§ WHAT THE EXERCISE ASKS: Search the data below for the string "first" and copy all lines where it shows up.

Records contained in a dataset

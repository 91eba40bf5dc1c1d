//! Queue collaborator boundary and a minimal in-memory queue.

use std::collections::VecDeque;
use std::sync::atomic::{AtomicUsize, Ordering};
use std::sync::{Arc, Mutex};

use crate::message::{DeliveryProperties, Message};

/// What the channel core needs from a queue.
pub trait QueueHandle: Send + Sync + std::fmt::Debug {
    /// Queue name, used as the access-control object
    fn name(&self) -> &str;

    /// Append a freshly routed message
    fn enqueue(&self, message: Arc<Message>);

    /// Hand a message back, ahead of anything not yet delivered
    fn requeue(&self, message: Arc<Message>, redelivered: bool);

    /// Consumers currently able to take messages
    fn ready_consumers(&self) -> usize;

    /// Whether some consumer could take a message right now
    fn has_ready_consumer(&self) -> bool {
        self.ready_consumers() > 0
    }

    /// Messages waiting
    fn depth(&self) -> usize;

    /// A consumer subscribed
    fn consumer_added(&self) {}

    /// A consumer went away
    fn consumer_removed(&self) {}
}

#[derive(Debug)]
struct Queued {
    message: Arc<Message>,
    redelivered: bool,
}

/// FIFO queue kept in memory. No persistence.
#[derive(Debug)]
pub struct InMemoryQueue {
    name: String,
    messages: Mutex<VecDeque<Queued>>,
    consumers: AtomicUsize,
}

impl InMemoryQueue {
    /// Create an empty queue
    pub fn new(name: &str) -> Self {
        Self {
            name: name.to_string(),
            messages: Mutex::new(VecDeque::new()),
            consumers: AtomicUsize::new(0),
        }
    }

    /// Create an empty queue behind an `Arc`
    pub fn shared(name: &str) -> Arc<Self> {
        Arc::new(Self::new(name))
    }

    /// Take the next message with its redelivered flag
    pub fn pop(&self) -> Option<(Arc<Message>, DeliveryProperties)> {
        let mut messages = self.messages.lock().ok()?;
        messages.pop_front().map(|q| {
            (
                q.message,
                DeliveryProperties {
                    redelivered: q.redelivered,
                },
            )
        })
    }

    /// Snapshot of queued message ids, head first
    pub fn message_ids(&self) -> Vec<uuid::Uuid> {
        self.messages
            .lock()
            .map(|m| m.iter().map(|q| q.message.id()).collect())
            .unwrap_or_default()
    }
}

impl QueueHandle for InMemoryQueue {
    fn name(&self) -> &str {
        &self.name
    }

    fn enqueue(&self, message: Arc<Message>) {
        if let Ok(mut messages) = self.messages.lock() {
            messages.push_back(Queued {
                message,
                redelivered: false,
            });
        }
    }

    fn requeue(&self, message: Arc<Message>, redelivered: bool) {
        tracing::debug!(
            "Requeue message {} to '{}' (redelivered={})",
            message.id(),
            self.name,
            redelivered
        );
        if let Ok(mut messages) = self.messages.lock() {
            messages.push_front(Queued {
                message,
                redelivered,
            });
        }
    }

    fn ready_consumers(&self) -> usize {
        self.consumers.load(Ordering::Relaxed)
    }

    fn depth(&self) -> usize {
        self.messages.lock().map(|m| m.len()).unwrap_or(0)
    }

    fn consumer_added(&self) {
        self.consumers.fetch_add(1, Ordering::Relaxed);
    }

    fn consumer_removed(&self) {
        let _ = self
            .consumers
            .fetch_update(Ordering::Relaxed, Ordering::Relaxed, |n| n.checked_sub(1));
    }
}

#[cfg(test)]
mod tests {
    use super::*;

    #[test]
    fn test_fifo_order() {
        let queue = InMemoryQueue::new("q");
        queue.enqueue(Arc::new(Message::new("", "q", "1")));
        queue.enqueue(Arc::new(Message::new("", "q", "2")));

        assert_eq!(queue.depth(), 2);
        let (first, props) = queue.pop().unwrap();
        assert_eq!(first.body().as_ref(), b"1");
        assert!(!props.redelivered);
    }

    #[test]
    fn test_requeue_goes_to_head() {
        let queue = InMemoryQueue::new("q");
        queue.enqueue(Arc::new(Message::new("", "q", "fresh")));
        queue.requeue(Arc::new(Message::new("", "q", "back")), true);

        let (head, props) = queue.pop().unwrap();
        assert_eq!(head.body().as_ref(), b"back");
        assert!(props.redelivered);
    }

    #[test]
    fn test_consumer_count_saturates() {
        let queue = InMemoryQueue::new("q");
        assert!(!queue.has_ready_consumer());
        queue.consumer_added();
        assert!(queue.has_ready_consumer());
        queue.consumer_removed();
        queue.consumer_removed();
        assert_eq!(queue.ready_consumers(), 0);
    }
}
//! # AMQ Core - Broker-side AMQP 0-8 Session Engine
//!
//! The part of a message broker that sits between queues and the wire: it
//! turns queued messages into AMQP frames, tracks which deliveries a client
//! still owes an acknowledgment for, enforces per-consumer prefetch credit,
//! and sends undeliverable messages back to their publishers.
//!
//! ## Features
//!
//! - **Frame codec**: basic.deliver / get-ok / return rendered as
//!   method + header + body frames, split at the negotiated `frame_max`
//! - **Delivery tracking**: channel-scoped, strictly increasing tags with
//!   single, multiple and reject settlement
//! - **Consumer credit**: count and byte windows, with optional auto-close
//!   when a window is exhausted
//! - **Channel flow**: channel.flow pause/resume with deferred deliveries
//! - **Access control**: pluggable provider consulted before every
//!   client-visible operation
//!
//! ## Architecture
//!
//! ```text
//!   Router ──► QueueHandle                         peer
//!                 │  deliver / get_ok               ▲
//!                 ▼                                 │ OutboundBlock
//!   ┌─────────────────────────── Connection ────────┴──────────┐
//!   │  ChannelSession(1)   ChannelSession(2)   ...   FrameSink │
//!   │   ├─ DeliveryTracker       (tags awaiting ack)           │
//!   │   ├─ ConsumerFlowController (credit windows)             │
//!   │   └─ AccessControlGate     (shared with the Broker)      │
//!   └──────────────────────────────────────────────────────────┘
//!                 ▲
//!                 │ handle_bytes / handle_frame (ack, reject, flow, close)
//!                peer
//! ```
//!
//! ### Channel Lifecycle
//!
//! | State          | Deliveries        | Acks     | Leaves on                     |
//! |----------------|-------------------|----------|-------------------------------|
//! | `Open`         | sent              | accepted | flow(false), close, violation |
//! | `FlowStopped`  | deferred in order | accepted | flow(true), close, violation  |
//! | `Closing`      | refused           | refused  | release complete              |
//! | `Closed`       | refused           | refused  | never                         |
//!
//! ## Quick Start
//!
//! ```rust,ignore
//! use std::sync::Arc;
//! use amq::{Broker, Config, ConsumeOptions, DirectRouter, InMemoryQueue, Message, Subject};
//!
//! let router = Arc::new(DirectRouter::new());
//! let queue = InMemoryQueue::shared("orders");
//! router.declare(queue.clone());
//!
//! let broker = Broker::new(Config::default(), router)?;
//! let (conn, mut frames) = broker.connect(Subject::new("guest"));
//! conn.open_channel(1).await?;
//! conn.consume(1, queue.clone(), "c1", ConsumeOptions::default()).await?;
//!
//! conn.publish(Message::new("", "orders", "hello"), 1).await?;
//! let (msg, props) = queue.pop().unwrap();
//! let tag = conn.deliver(msg, props, 1, "c1").await?;
//! conn.handle_ack(1, tag.unwrap(), false).await?;
//! ```
//!
//! ## Modules
//!
//! - [`framing`]: AMQP frame codec and method model
//! - [`session`]: Connections, channels, frame sinks and the return path
//! - [`delivery`]: Delivery-tag tracking and consumer credit
//! - [`access`]: Access-control providers and the gate
//! - [`broker`]: Queue and router boundaries, the broker handle
//! - [`message`]: Broker-side message model
//! - [`config`]: Configuration management
//! - [`error`]: Error types and result aliases

pub mod access;
pub mod broker;
pub mod config;
pub mod delivery;
pub mod error;
pub mod framing;
pub mod message;
pub mod session;

// Re-exports for convenience
pub use access::{
    AccessControl, AccessControlGate, AccessControlProvider, AccessDecision, ObjectAttributes,
    Operation, Subject,
};
pub use broker::{Broker, DirectRouter, InMemoryQueue, QueueHandle, Router};
pub use config::Config;
pub use delivery::{ConsumerFlowController, CreditLimit, DeliveryTracker};
pub use error::{AmqError, Result};
pub use framing::{Frame, FrameCodec, MethodFrame, ProtocolVersion};
pub use message::{DeliveryProperties, DeliveryTag, Message};
pub use session::{
    ChannelSession, ChannelState, ConsumeOptions, Connection, DeliveryOutcome, FrameSink,
    PublishOutcome, ReturnReason,
};

/// Library version
pub const VERSION: &str = env!("CARGO_PKG_VERSION");

/// Default AMQP protocol version spoken by the core
pub const PROTOCOL_VERSION: &str = "0-8";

§ ANSWER TO THE EXERCISE:
    /// Snapshot of queued message ids, head first
        let (first, props) = queue.pop().unwrap();
        assert_eq!(first.body().as_ref(), b"1");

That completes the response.